Eu tinha um dilema: queria que ele me penetrasse de novo, mas não queria parar de fazer o que estava fazendo. No fim, me recostei na cama e tirei a última peça. Ao tirar a roupa íntima, se formou um fio do quanto eu estava encharcada. Ele se acomodou entre minhas pernas, abriu-as e passou a língua ao longo do meu sexo, subindo até o clitóris. Beijou meu ventre com uma ternura que eu não esperava e subiu me beijando até os seios.

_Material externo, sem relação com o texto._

//! Structured XML log.

use std::fs::File;
use std::io::{BufWriter, Write};
use std::path::Path;

use quick_xml::Writer;
use quick_xml::events::{BytesDecl, BytesEnd, BytesStart, BytesText, Event};

use psp_engine::{RuleOutcome, SectionOutcome};
use psp_model::LevelCounts;

use crate::error::ReportError;
use crate::report::ValidationReport;

const ROOT: &str = "validationLog";

/// Writes the full Section → Rule → Problem tree as XML.
///
/// Every section is included, disabled ones with `enabled="false"` and no
/// rules, so the log mirrors the rule set regardless of verbosity.
pub fn write_xml_log<W: Write>(writer: W, report: &ValidationReport<'_>) -> Result<(), ReportError> {
    let mut xml = Writer::new_with_indent(writer, b' ', 2);
    xml.write_event(Event::Decl(BytesDecl::new("1.0", Some("UTF-8"), None)))?;

    let created = report.timestamp();
    let package = report.package.display().to_string();
    let dir_name = report.dmf.dir_name();
    let duration = report.duration_ms().to_string();
    let mut root = BytesStart::new(ROOT);
    root.push_attribute(("created", created.as_str()));
    root.push_attribute(("dmf", dir_name.as_str()));
    root.push_attribute(("documentType", report.dmf.document_type.as_str()));
    root.push_attribute(("version", report.dmf.version.as_str()));
    root.push_attribute(("package", package.as_str()));
    root.push_attribute(("valid", bool_str(report.outcome.is_valid())));
    root.push_attribute(("canceled", bool_str(report.outcome.canceled)));
    root.push_attribute(("durationMs", duration.as_str()));
    xml.write_event(Event::Start(root))?;

    write_counts(&mut xml, BytesStart::new("totals"), report.outcome.totals)?;
    for section in &report.outcome.sections {
        write_section(&mut xml, section)?;
    }

    xml.write_event(Event::End(BytesEnd::new(ROOT)))?;
    xml.into_inner().flush()?;
    Ok(())
}

/// Writes [`write_xml_log`] output to a new file at `path`.
pub fn write_xml_log_file(path: &Path, report: &ValidationReport<'_>) -> Result<(), ReportError> {
    let file = File::create(path).map_err(|e| ReportError::write(path, e))?;
    write_xml_log(BufWriter::new(file), report)
}

fn write_section<W: Write>(
    xml: &mut Writer<W>,
    section: &SectionOutcome,
) -> Result<(), ReportError> {
    let mut start = BytesStart::new("section");
    start.push_attribute(("name", section.name.as_str()));
    if let Some(description) = &section.description {
        start.push_attribute(("description", description.as_str()));
    }
    start.push_attribute(("enabled", bool_str(section.enabled)));
    start.push_attribute(("state", section.state.as_str()));
    push_counts(&mut start, section.counts);
    if section.rules.is_empty() {
        xml.write_event(Event::Empty(start))?;
        return Ok(());
    }
    xml.write_event(Event::Start(start))?;
    for rule in &section.rules {
        write_rule(xml, rule)?;
    }
    xml.write_event(Event::End(BytesEnd::new("section")))?;
    Ok(())
}

fn write_rule<W: Write>(xml: &mut Writer<W>, rule: &RuleOutcome) -> Result<(), ReportError> {
    let mut start = BytesStart::new("rule");
    start.push_attribute(("name", rule.name.as_str()));
    if let Some(description) = &rule.description {
        start.push_attribute(("description", description.as_str()));
    }
    start.push_attribute(("state", rule.state.as_str()));
    push_counts(&mut start, rule.counts);
    if rule.problems.is_empty() {
        xml.write_event(Event::Empty(start))?;
        return Ok(());
    }
    xml.write_event(Event::Start(start))?;
    for problem in rule.problems.problems() {
        let mut element = BytesStart::new("problem");
        element.push_attribute(("level", problem.level.as_str()));
        xml.write_event(Event::Start(element))?;
        xml.write_event(Event::Text(BytesText::new(&problem.message)))?;
        xml.write_event(Event::End(BytesEnd::new("problem")))?;
    }
    xml.write_event(Event::End(BytesEnd::new("rule")))?;
    Ok(())
}

fn write_counts<W: Write>(
    xml: &mut Writer<W>,
    mut element: BytesStart<'_>,
    counts: LevelCounts,
) -> Result<(), ReportError> {
    push_counts(&mut element, counts);
    xml.write_event(Event::Empty(element))?;
    Ok(())
}

fn push_counts(element: &mut BytesStart<'_>, counts: LevelCounts) {
    element.push_attribute(("errors", counts.error.to_string().as_str()));
    element.push_attribute(("warnings", counts.warning.to_string().as_str()));
    element.push_attribute(("infos", counts.info.to_string().as_str()));
}

fn bool_str(value: bool) -> &'static str {
    if value { "true" } else { "false" }
}
use std::fs;
use std::path::Path;

use psp_engine::{
    Bindings, Engine, EvaluationFunction, EvaluationKind, NoProgress, Pattern, ProgressListener,
    ProvidedValues, Rule, RuleExecutor, RuleSet, RulesSection, ValidationFunction,
    ValidationKind, Validator, Value, VariableDefinition,
};
use psp_model::{CancellationToken, Level, LevelCounts, RuleState, ValidationResult};
use psp_profile::MetadataProfile;
use psp_tools::ToolManager;

const INFO_PROFILE: &str = r#"
[profile]
schema = "psp-validator.metadata-profile"
schema_version = 1
name = "info"

[namespaces]
i = "http://example.org/info"

[root]
name = "i:info"

[[root.children]]
name = "i:title"

[[root.children]]
name = "i:created"
mandatory = false
"#;

fn write(path: &Path, contents: &str) {
    fs::write(path, contents).expect("write fixture");
}

/// A package with one info file, a data directory and one stray file.
fn package() -> tempfile::TempDir {
    let dir = tempfile::tempdir().expect("tempdir");
    write(
        &dir.path().join("info_abc001.xml"),
        r#"<info xmlns="http://example.org/info"><title>Kronika</title></info>"#,
    );
    fs::create_dir(dir.path().join("data")).expect("data dir");
    write(&dir.path().join("stray.txt"), "left behind");
    dir
}

fn rule_set() -> RuleSet {
    let mut builder = RuleSet::builder();
    builder.namespace("i", "http://example.org/info");
    builder
        .pattern("data_dir", Pattern::single("data").expect("pattern"))
        .expect("pattern");
    builder
        .metadata_profile(MetadataProfile::from_toml_str(INFO_PROFILE).expect("profile"))
        .expect("profile");

    builder
        .variable(
            "PSP_ROOT",
            EvaluationFunction::new(
                EvaluationKind::GetProvidedFile,
                Bindings::new().constant("file_id", Value::String("PSP_DIR".to_string())),
            ),
        )
        .expect("variable");
    builder
        .variable(
            "PSP_ID",
            EvaluationFunction::new(
                EvaluationKind::GetProvidedString,
                Bindings::new().constant("string_id", Value::String("PSP_ID".to_string())),
            ),
        )
        .expect("variable");
    builder
        .variable(
            "INFO_FILES",
            EvaluationFunction::new(
                EvaluationKind::FindFilesInDirByPattern,
                Bindings::new()
                    .reference("dir", "PSP_ROOT")
                    .pattern("pattern", Pattern::single(r"info_${PSP_ID}\.xml").expect("p")),
            ),
        )
        .expect("variable");
    builder
        .variable(
            "DATA_DIRS",
            EvaluationFunction::new(
                EvaluationKind::FindFilesInDirByPattern,
                Bindings::new()
                    .reference("dir", "PSP_ROOT")
                    .named_pattern("pattern", "data_dir"),
            ),
        )
        .expect("variable");

    let structure = builder
        .section("structure", Some("package layout".to_string()), true)
        .expect("section");
    builder
        .rule(
            structure,
            "root is a directory",
            None,
            ValidationFunction::new(
                ValidationKind::CheckFileIsDir,
                Bindings::new().reference("file", "PSP_ROOT"),
            ),
        )
        .expect("rule");
    builder
        .rule(
            structure,
            "one info file",
            None,
            ValidationFunction::new(
                ValidationKind::CheckFilelistExactSize,
                Bindings::new()
                    .reference("files", "INFO_FILES")
                    .constant("size", Value::Integer(1)),
            ),
        )
        .expect("rule");
    builder
        .rule(
            structure,
            "no other files",
            None,
            ValidationFunction::new(
                ValidationKind::CheckNoOtherFilesInDir,
                Bindings::new()
                    .reference("dir", "PSP_ROOT")
                    .reference("files", "INFO_FILES")
                    .reference("files", "DATA_DIRS")
                    .constant("level", Value::Level(Level::Warning)),
            ),
        )
        .expect("rule");

    let disabled = builder
        .section("disabled", None, false)
        .expect("section");
    builder
        .rule(
            disabled,
            "never runs",
            None,
            ValidationFunction::new(
                ValidationKind::CheckFileIsDir,
                Bindings::new().constant("file", Value::File("/psp/does/not/exist".into())),
            ),
        )
        .expect("rule");

    let metadata = builder.section("metadata", None, true).expect("section");
    builder
        .rule(
            metadata,
            "info is well formed",
            None,
            ValidationFunction::new(
                ValidationKind::CheckXmlIsWellFormed,
                Bindings::new().reference("xml_files", "INFO_FILES"),
            ),
        )
        .expect("rule");
    builder
        .rule(
            metadata,
            "info matches profile",
            None,
            ValidationFunction::new(
                ValidationKind::CheckMetadataProfile,
                Bindings::new()
                    .reference("xml_files", "INFO_FILES")
                    .constant("profile", Value::String("info".to_string())),
            ),
        )
        .expect("rule");

    builder.build()
}

fn provided(package: &Path) -> ProvidedValues {
    ProvidedValues::for_package(package).with_string("PSP_ID", "abc001")
}

#[test]
fn package_run_collects_problems_per_rule() {
    let package = package();
    let rules = rule_set();
    let tools = ToolManager::default();

    let outcome = Validator::new(&rules, &tools)
        .with_provided(provided(package.path()))
        .run(&mut NoProgress, &CancellationToken::new());

    assert!(outcome.is_valid(), "{outcome:#?}");
    assert_eq!(outcome.totals.warning, 1);
    assert_eq!(outcome.totals.info, 1);

    let structure = &outcome.sections[0];
    assert_eq!(structure.state, RuleState::Finished);
    let stray = &structure.rules[2].problems.problems()[0];
    assert_eq!(stray.level, Level::Warning);
    assert!(stray.message.starts_with("unexpected file 'stray.txt' in "), "{}", stray.message);

    let metadata = &outcome.sections[2];
    assert_eq!(
        metadata.rules[1].problems.problems()[0].message,
        "info_abc001.xml: /i:info: expected recommended element 'i:created' not found"
    );
}

#[test]
fn disabled_section_contributes_nothing() {
    let package = package();
    let rules = rule_set();
    let tools = ToolManager::default();

    let outcome = Validator::new(&rules, &tools)
        .with_provided(provided(package.path()))
        .run(&mut NoProgress, &CancellationToken::new());

    let disabled = &outcome.sections[1];
    assert!(!disabled.enabled);
    assert_eq!(disabled.state, RuleState::Waiting);
    assert_eq!(disabled.counts, LevelCounts::default());
    assert_eq!(disabled.rules[0].state, RuleState::Waiting);
    assert!(disabled.rules[0].problems.is_empty());
    assert_eq!(outcome.enabled_sections().count(), 2);
}

#[test]
fn skipped_section_is_not_run_and_definition_is_untouched() {
    let package = package();
    let rules = rule_set();
    let tools = ToolManager::default();

    let outcome = Validator::new(&rules, &tools)
        .with_provided(provided(package.path()))
        .with_skipped_sections(["metadata"])
        .run(&mut NoProgress, &CancellationToken::new());

    let metadata = &outcome.sections[2];
    assert!(!metadata.enabled);
    assert!(metadata.rules.iter().all(|rule| rule.state == RuleState::Waiting));
    assert!(rules.section_named("metadata").expect("section").enabled);
}

#[test]
fn missing_provided_value_fails_only_dependent_rules() {
    let package = package();
    let rules = rule_set();
    let tools = ToolManager::default();

    let outcome = Validator::new(&rules, &tools)
        .with_provided(ProvidedValues::for_package(package.path()))
        .run(&mut NoProgress, &CancellationToken::new());

    let structure = &outcome.sections[0];
    assert!(structure.rules[0].problems.is_empty());
    let size = structure.rules[1].problems.problems();
    assert_eq!(size.len(), 1);
    assert_eq!(size[0].level, Level::Error);
    assert!(size[0].message.contains("INFO_FILES"), "{}", size[0].message);
}

#[test]
fn contract_violation_is_a_single_error() {
    let mut builder = RuleSet::builder();
    let section = builder.section("s", None, true).expect("section");
    builder
        .rule(
            section,
            "two sizes",
            None,
            ValidationFunction::new(
                ValidationKind::CheckFilelistExactSize,
                Bindings::new()
                    .constant("files", Value::FileList(Vec::new()))
                    .constant("size", Value::Integer(1))
                    .constant("size", Value::Integer(2)),
            ),
        )
        .expect("rule");
    let rules = builder.build();
    let tools = ToolManager::default();

    let outcome = Validator::new(&rules, &tools).run(&mut NoProgress, &CancellationToken::new());

    let problems = outcome.sections[0].rules[0].problems.problems();
    assert_eq!(problems.len(), 1);
    assert_eq!(problems[0].level, Level::Error);
    insta::assert_snapshot!(
        problems[0].message.as_str(),
        @"contract not met: parameter 'size' bound 2 times, expected [1, 1]"
    );
}

/// Cancels the run as soon as the first rule finishes.
struct CancelAfterFirstRule {
    cancel: CancellationToken,
    events: Vec<String>,
}

impl ProgressListener for CancelAfterFirstRule {
    fn section_started(&mut self, section: &RulesSection) {
        self.events.push(format!("section started {}", section.name));
    }

    fn rule_finished(
        &mut self,
        rule: &Rule,
        _rule_counts: LevelCounts,
        _section_counts: LevelCounts,
        _result: &ValidationResult,
    ) {
        self.events.push(format!("rule finished {}", rule.name));
        self.cancel.cancel();
    }

    fn rule_canceled(&mut self, rule: &Rule) {
        self.events.push(format!("rule canceled {}", rule.name));
    }

    fn section_canceled(&mut self, section: &RulesSection) {
        self.events.push(format!("section canceled {}", section.name));
    }
}

#[test]
fn cancellation_stops_at_the_next_rule() {
    let package = package();
    let rules = rule_set();
    let tools = ToolManager::default();
    let cancel = CancellationToken::new();
    let mut listener = CancelAfterFirstRule {
        cancel: cancel.clone(),
        events: Vec::new(),
    };

    let outcome = Validator::new(&rules, &tools)
        .with_provided(provided(package.path()))
        .run(&mut listener, &cancel);

    assert!(outcome.canceled);
    assert!(!outcome.is_valid());
    assert_eq!(
        listener.events,
        vec![
            "section started structure",
            "rule finished root is a directory",
            "rule canceled one info file",
            "section canceled structure",
        ]
    );
    let structure = &outcome.sections[0];
    assert_eq!(structure.state, RuleState::Canceled);
    assert_eq!(structure.rules[0].state, RuleState::Finished);
    assert_eq!(structure.rules[1].state, RuleState::Canceled);
    assert_eq!(structure.rules[2].state, RuleState::Waiting);
    assert_eq!(outcome.sections[2].state, RuleState::Waiting);
}

/// Panics on one named rule and reports nothing for the others.
struct PanicsOn(&'static str);

impl RuleExecutor for PanicsOn {
    fn execute(&mut self, rule: &Rule) -> ValidationResult {
        if rule.name == self.0 {
            panic!("index out of bounds");
        }
        ValidationResult::new()
    }
}

#[test]
fn panicking_rule_becomes_an_error_and_siblings_still_run() {
    let rules = rule_set();
    let tools = ToolManager::default();

    let outcome = Validator::new(&rules, &tools).run_with(
        &mut PanicsOn("one info file"),
        &mut NoProgress,
        &CancellationToken::new(),
    );

    let structure = &outcome.sections[0];
    assert_eq!(
        structure.rules[1].problems.problems()[0].message,
        "unexpected internal error: index out of bounds"
    );
    assert_eq!(structure.rules[2].state, RuleState::Finished);
    assert_eq!(outcome.totals.error, 1);
}

/// Delegates to a real engine but panics while evaluating one variable.
struct PanicsOnVariable<'a> {
    engine: Engine<'a>,
    variable: &'static str,
}

impl RuleExecutor for PanicsOnVariable<'_> {
    fn define_variable(&mut self, variable: &VariableDefinition) {
        if variable.name == self.variable {
            panic!("directory listing exploded");
        }
        self.engine.define_variable(variable);
    }

    fn define_failed(&mut self, variable: &VariableDefinition, message: String) {
        self.engine.define_failed(variable, message);
    }

    fn execute(&mut self, rule: &Rule) -> ValidationResult {
        self.engine.validate(&rule.function)
    }
}

#[test]
fn panicking_variable_fails_only_rules_that_use_it() {
    let package = package();
    let rules = rule_set();
    let tools = ToolManager::default();
    let provided = provided(package.path());
    let cancel = CancellationToken::new();
    let mut executor = PanicsOnVariable {
        engine: Engine::new(&rules, &tools, &provided, &cancel),
        variable: "INFO_FILES",
    };

    let outcome = Validator::new(&rules, &tools).run_with(&mut executor, &mut NoProgress, &cancel);

    let structure = &outcome.sections[0];
    assert!(structure.rules[0].problems.is_empty());
    let size = structure.rules[1].problems.problems();
    assert_eq!(size.len(), 1);
    assert_eq!(size[0].level, Level::Error);
    assert_eq!(
        size[0].message,
        "variable 'INFO_FILES' could not be evaluated: unexpected internal error: directory listing exploded"
    );
    assert_eq!(structure.rules[2].state, RuleState::Finished);
    assert_eq!(outcome.sections[2].state, RuleState::Finished);
}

Me ajeitou com as pernas quase sobre os ombros dele e o membro dele deslizou para dentro mais rápido do que de manhã. Senti a coxa dele colar na minha, confirmando que estava até o fundo. Ele começou a se mover e eu a gemer cada vez mais alto. Tocava pontos dentro de mim que juro nunca ter sentido. Ele saiu, ficou de pé na beira da cama e me mandou me aproximar.
Ele me pegou pelos tornozelos, ergueu minhas pernas e me penetrou de novo. De pé, ele tinha mais liberdade, e o ritmo subiu acompanhado pelos meus gemidos.
— Assim você gosta?
— Sim, sim, assim.
Uma das mãos dele apertava um seio meu enquanto entrava e saía. Eu gemi muito alto; sentia que meu sexo ia explodir, e explodiu. Cheguei ao orgasmo com os quadris tremendo, e ele não parou, continuou até se derramar outra vez dentro de mim e cair sobre meu peito. Eu o abracei e ficamos assim um tempo, recuperando o fôlego.
Depois liguei a televisão, me apoiei no peito dele e, sem perceber, adormeci.
***
Acordei com a tarde já indo embora. Eram mais de seis e o quarto só estava iluminado pela tela. Ele dormia profundamente, nu. Olhei para ele e voltei a me excitar; eu mesma não me reconhecia. Levantei com cuidado para não acordá-lo, juntei a roupa dele e a deixei dobrada aos pés da cama.
Preparei o jantar para ele. Um tempo depois ouvi-o vindo pelo corredor. Conversamos, jantamos juntos e, uma hora depois, ele se despediu com um beijo na boca e a promessa silenciosa de que aquilo não ficaria por ali.
Foi assim que, depois de tantos anos, voltei a desfrutar do sexo. E, sinceramente, espero que vocês gostem de ler tanto quanto eu gostei de viver isso.